Share:

AI Agents in Silicon Valley: between wasted tokens and chaotic systems

AI agents have become the darling of C-level meetings around the world. Excited CEOs, slides packed with promises, and the feeling that any company not adopting this technology is going to fall behind. But while executives celebrate, the people on the front lines — engineers and developers — are telling a very different story.

This week, two separate events in Silicon Valley shed light on what is actually happening behind the scenes with AI agents: unstable systems, operational costs that nobody puts in the pitch deck, and a level of complexity that can turn the solution into an even bigger problem. 😬

From San Jose to Mountain View, engineers from Google, Amazon, Microsoft, and Meta, along with startup founders, were surprisingly honest about the challenges that still need to be solved before this technology actually delivers on what it promises.

And OpenClaw, the tool Jensen Huang called the next ChatGPT, is right at the center of this conversation — both as a protagonist and as a target of harsh criticism from people trying to make everything work in real-world enterprise environments.

The wasted tokens problem

One of the most memorable moments of the week happened during the Generative AI and Agentic AI Summit in San Jose.
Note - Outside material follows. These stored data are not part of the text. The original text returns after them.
//! Movement ledger domain types.
//!
//! A movement is an immutable fact: "this recorder, at this posting
//! iteration, moved this quantity in or out of this warehouse/product pair".
//! Corrections are always delete-and-recreate, never update.

use std::collections::BTreeMap;
use std::fmt;

use chrono::{DateTime, Utc};
use serde::{Deserialize, Serialize};
use stockreg_shared::types::{DocumentId, MovementId, ProductId, Quantity, WarehouseId};

use crate::error::RegisterError;

/// Direction of a movement.
#[derive(Debug, Clone, Copy, PartialEq, Eq, Hash, Serialize, Deserialize)]
#[serde(rename_all = "lowercase")]
pub enum RecordType {
    /// Stock comes in.
    Receipt,
    /// Stock goes out.
    Expense,
}

impl RecordType {
    /// Returns the string representation of the record type.
    #[must_use]
    pub const fn as_str(&self) -> &'static str {
        match self {
            Self::Receipt => "receipt",
            Self::Expense => "expense",
        }
    }

    /// Parses a record type from a string.
    pub fn parse(s: &str) -> Option<Self> {
        match s {
            "receipt" => Some(Self::Receipt),
            "expense" => Some(Self::Expense),
            _ => None,
        }
    }

    /// Applies the direction to a positive quantity.
    #[must_use]
    pub fn signed(self, quantity: Quantity) -> Quantity {
        match self {
            Self::Receipt => quantity,
            Self::Expense => -quantity,
        }
    }
}

impl fmt::Display for RecordType {
    fn fmt(&self, f: &mut fmt::Formatter<'_>) -> fmt::Result {
        f.write_str(self.as_str())
    }
}

/// A warehouse × product pair.
///
/// Ordered warehouse-first, then product. Balance rows are always locked in
/// this order.
#[derive(Debug, Clone, Copy, PartialEq, Eq, PartialOrd, Ord, Hash, Serialize, Deserialize)]
pub struct Dimension {
    /// Warehouse.
    pub warehouse_id: WarehouseId,
    /// Product.
    pub product_id: ProductId,
}

impl Dimension {
    /// Creates a dimension pair.
    #[must_use]
    pub const fn new(warehouse_id: WarehouseId, product_id: ProductId) -> Self {
        Self {
            warehouse_id,
            product_id,
        }
    }
}

impl fmt::Display for Dimension {
    fn fmt(&self, f: &mut fmt::Formatter<'_>) -> fmt::Result {
        write!(f, "{}/{}", self.warehouse_id, self.product_id)
    }
}

/// One ledger line.
#[derive(Debug, Clone, PartialEq, Eq, Serialize, Deserialize)]
pub struct Movement {
    /// Line id.
    pub id: MovementId,
    /// Document that produced this movement.
    pub recorder_id: DocumentId,
    /// Kind of the recorder (e.g. `goods_receipt`).
    pub recorder_type: String,
    /// Posting iteration of the recorder.
    pub recorder_version: i32,
    /// Position within the posting, starting at 1.
    pub line_number: i32,
    /// Effective instant of the movement.
    pub period: DateTime<Utc>,
    /// Receipt or expense.
    pub record_type: RecordType,
    /// Warehouse.
    pub warehouse_id: WarehouseId,
    /// Product.
    pub product_id: ProductId,
    /// Always strictly positive; direction comes from `record_type`.
    pub quantity: Quantity,
    /// When the row was written.
    pub created_at: DateTime<Utc>,
}

impl Movement {
    /// The dimension pair this movement affects.
    #[must_use]
    pub const fn dimension(&self) -> Dimension {
        Dimension::new(self.warehouse_id, self.product_id)
    }

    /// Quantity with direction applied (receipts positive, expenses negative).
    #[must_use]
    pub fn signed_quantity(&self) -> Quantity {
        self.record_type.signed(self.quantity)
    }
}

/// Checks a batch before it is written. The whole batch is rejected on the
/// first bad movement.
pub fn validate_batch(movements: &[Movement]) -> Result<(), RegisterError> {
    for (index, movement) in movements.iter().enumerate() {
        if movement.recorder_id.is_nil() {
            return Err(RegisterError::validation(
                format!("movements[{index}].recorder_id"),
                "recorder id is required",
            ));
        }
        if !movement.quantity.is_positive() {
            return Err(RegisterError::validation(
                format!("movements[{index}].quantity"),
                format!("quantity must be positive, got {}", movement.quantity),
            ));
        }
        if movement.recorder_version < 1 {
            return Err(RegisterError::validation(
                format!("movements[{index}].recorder_version"),
                "recorder version must be at least 1",
            ));
        }
        if movement.warehouse_id.is_nil() || movement.product_id.is_nil() {
            return Err(RegisterError::validation(
                format!("movements[{index}].dimension"),
                "warehouse and product are required",
            ));
        }
    }
    Ok(())
}

/// Net signed quantity per dimension pair.
///
/// Overflow is reported rather than wrapped.
pub fn net_by_dimension<'a>(
    movements: impl IntoIterator<Item = &'a Movement>,
) -> Result<BTreeMap<Dimension, Quantity>, RegisterError> {
    let mut net: BTreeMap<Dimension, Quantity> = BTreeMap::new();
    for movement in movements {
        let entry = net.entry(movement.dimension()).or_default();
        *entry = entry
            .checked_add(movement.signed_quantity())
            .ok_or_else(|| overflow(movement.dimension()))?;
    }
    Ok(net)
}

/// Per-dimension change needed to go from `old` to `new`, zero entries dropped.
pub fn net_delta(
    old: &[Movement],
    new: &[Movement],
) -> Result<BTreeMap<Dimension, Quantity>, RegisterError> {
    let mut delta = net_by_dimension(new)?;
    for (dimension, quantity) in net_by_dimension(old)? {
        let entry = delta.entry(dimension).or_default();
        *entry = entry
            .checked_sub(quantity)
            .ok_or_else(|| overflow(dimension))?;
    }
    delta.retain(|_, quantity| !quantity.is_zero());
    Ok(delta)
}

fn overflow(dimension: Dimension) -> RegisterError {
    RegisterError::validation("quantity", format!("quantity overflow on {dimension}"))
}

/// Filter for movement history queries.
///
/// `period_from` is inclusive, `period_to` exclusive.
#[derive(Debug, Clone, Default, Serialize, Deserialize)]
pub struct MovementFilter {
    /// Restrict to one warehouse.
    pub warehouse_id: Option<WarehouseId>,
    /// Restrict to one product.
    pub product_id: Option<ProductId>,
    /// Restrict to one recorder.
    pub recorder_id: Option<DocumentId>,
    /// Restrict to receipts or expenses.
    pub record_type: Option<RecordType>,
    /// Lower bound on `period`.
    pub period_from: Option<DateTime<Utc>>,
    /// Upper bound on `period`.
    pub period_to: Option<DateTime<Utc>>,
}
Kevin McGrath, CEO of AI startup Meibel, got straight to the point when describing what he considers the biggest problem the industry is facing right now with AI agents.

According to McGrath, there is a misguided mindset that absolutely everything needs to be processed by a large language model, the well-known LLMs. The metaphor he used really paints the picture: companies are basically handing over all their tokens and all their money to bots that simply waste millions and millions of tokens for no reason.
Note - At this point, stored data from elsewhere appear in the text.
//! Accumulation register: movements, balances and turnovers.
//!
//! These are the pure parts of the register. Persistence lives in the db
//! crate; everything here can be tested without a database.

pub mod balance;
pub mod movement;
pub mod turnover;

pub use balance::{
    Balance, BalanceDrift, BalanceFilter, BalanceScope, RecalculationReport, StockRequirement,
    compare_balances, requirements_for_deltas, reservation_plan,
};
pub use movement::{
    Dimension, Movement, MovementFilter, RecordType, net_by_dimension, net_delta, validate_batch,
};
pub use turnover::{Turnover, TurnoverFilter};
The core issue is not that language models are bad. It is that not every task needs to go through an LLM. Many operations can be handled with conventional logic, simple business rules, or lighter-weight tools. When you throw everything at a generative model to solve, the result is an infrastructure bill that skyrockets without the output quality improving proportionally. McGrath argued that companies need to be much more deliberate in deciding which tasks are truly suited for AI agents and which are better served by traditional approaches.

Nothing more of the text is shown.